Segment Start: STORED DATA

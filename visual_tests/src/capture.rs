use std::path::PathBuf;
use std::time::{Duration, Instant};

use bubble_button::prelude::*;
use image::RgbaImage;

use crate::Result;

/// Frame interval used while waiting inside a scenario
const FRAME_INTERVAL: Duration = Duration::from_millis(16);

/// One step of a scripted interaction
#[derive(Debug, Clone, Copy, PartialEq)]
pub enum Step {
    Press { x: f32, y: f32 },
    Release { x: f32, y: f32 },
    /// Keep producing frames for this many milliseconds
    Wait(u64),
}

/// A scripted interaction to capture
#[derive(Debug, Clone)]
pub struct CaptureConfig {
    pub name: String,
    pub steps: Vec<Step>,
    pub width: u32,
    pub height: u32,
    /// Where the final frame is written, if anywhere
    pub output_path: Option<PathBuf>,
}

impl CaptureConfig {
    pub fn new(name: impl Into<String>, steps: Vec<Step>) -> Self {
        Self {
            name: name.into(),
            steps,
            width: 400,
            height: 200,
            output_path: None,
        }
    }
}

/// Play a scenario against a fresh button and return its last frame.
pub fn capture_scenario(config: &CaptureConfig) -> Result<RgbaImage> {
    let app = App::new().width(config.width).height(config.height);
    let mut button = BubbleButton::new();

    let start = Instant::now();
    let mut now = start;
    // Mount frame: first layout and paint
    app.frame(&mut button, now)?;

    for step in &config.steps {
        match *step {
            Step::Press { x, y } => {
                button.event_at(&Event::PressIn { x, y }, now);
            }
            Step::Release { x, y } => {
                button.event_at(&Event::PressOut { x, y }, now);
            }
            Step::Wait(millis) => {
                let until = now + Duration::from_millis(millis);
                while now < until {
                    now = (now + FRAME_INTERVAL).min(until);
                    app.frame(&mut button, now)?;
                }
            }
        }
    }

    // Reflect any trailing input in the captured frame
    let frame = app.frame(&mut button, now)?;
    log::debug!(
        "Captured '{}' after {:?}, animating: {}",
        config.name,
        now - start,
        frame.animating
    );

    let image = frame.to_image();
    if let Some(ref path) = config.output_path {
        image.save(path)?;
    }
    Ok(image)
}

Segment End: STORED DATA

Restate verbatim the first line above and all lines after it through the line containing "inside a scenario"; omit the rest.

◆ **RESULT OF THE EXERCISE**:
filename visual_tests/src/capture.rs
use std::path::PathBuf;
use std::time::{Duration, Instant};

use bubble_button::prelude::*;
use image::RgbaImage;

use crate::Result;

/// Frame interval used while waiting inside a scenario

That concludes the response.